_The data_.
%%

use crate::gateway::{ChatMessage, DocumentHandle};

/// Where the session is in its lifecycle
#[derive(Debug, Clone, Copy, PartialEq, Eq)]
pub enum SessionPhase {
    /// No document loaded
    Idle,
    /// Document loaded, ready for a question
    Ready,
    /// Document loaded, one question outstanding
    Awaiting,
}

/// Everything the client knows about the current conversation.
///
/// Mutated only through the transition methods in `controller`; readers get
/// shared slices so transcript entries can't be edited in place.
#[derive(Debug, Default)]
pub struct SessionState {
    pub(super) document: Option<DocumentHandle>,
    pub(super) transcript: Vec<ChatMessage>,
    pub(super) awaiting_response: bool,
    /// Bumped whenever the conversation is replaced, so answers to questions
    /// from an earlier conversation can be recognized and dropped
    pub(super) epoch: u64,
}

impl SessionState {
    pub fn new() -> Self {
        Self::default()
    }

    pub fn document(&self) -> Option<&DocumentHandle> {
        self.document.as_ref()
    }

    pub fn transcript(&self) -> &[ChatMessage] {
        &self.transcript
    }

    pub fn is_awaiting_response(&self) -> bool {
        self.awaiting_response
    }

    pub fn phase(&self) -> SessionPhase {
        match (&self.document, self.awaiting_response) {
            (None, _) => SessionPhase::Idle,
            (Some(_), false) => SessionPhase::Ready,
            (Some(_), true) => SessionPhase::Awaiting,
        }
    }

    /// Conversation context sent along with a question
    pub fn history(&self) -> Vec<ChatMessage> {
        self.transcript.clone()
    }
}

/// A question that has been accepted and is waiting for the backend.
///
/// Carries everything the request needs, so the call can run away from the
/// session that produced it.
#[derive(Debug, Clone)]
pub struct PendingQuestion {
    pub epoch: u64,
    pub handle: DocumentHandle,
    pub question: String,
    pub history: Vec<ChatMessage>,
}
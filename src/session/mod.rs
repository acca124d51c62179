/// Session controller - Gateway

mod controller;
mod state;

pub use controller::{acknowledgement, failure_message, is_failure_message, QuestionOutcome};
pub use state::{PendingQuestion, SessionPhase, SessionState};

%%

Work through the records above. Copy every line with the string "controller".

/// Mutated only through the transition methods in `controller`; readers get
/// Session controller - Gateway
mod controller;
pub use controller::{acknowledgement, failure_message, is_failure_message, QuestionOutcome};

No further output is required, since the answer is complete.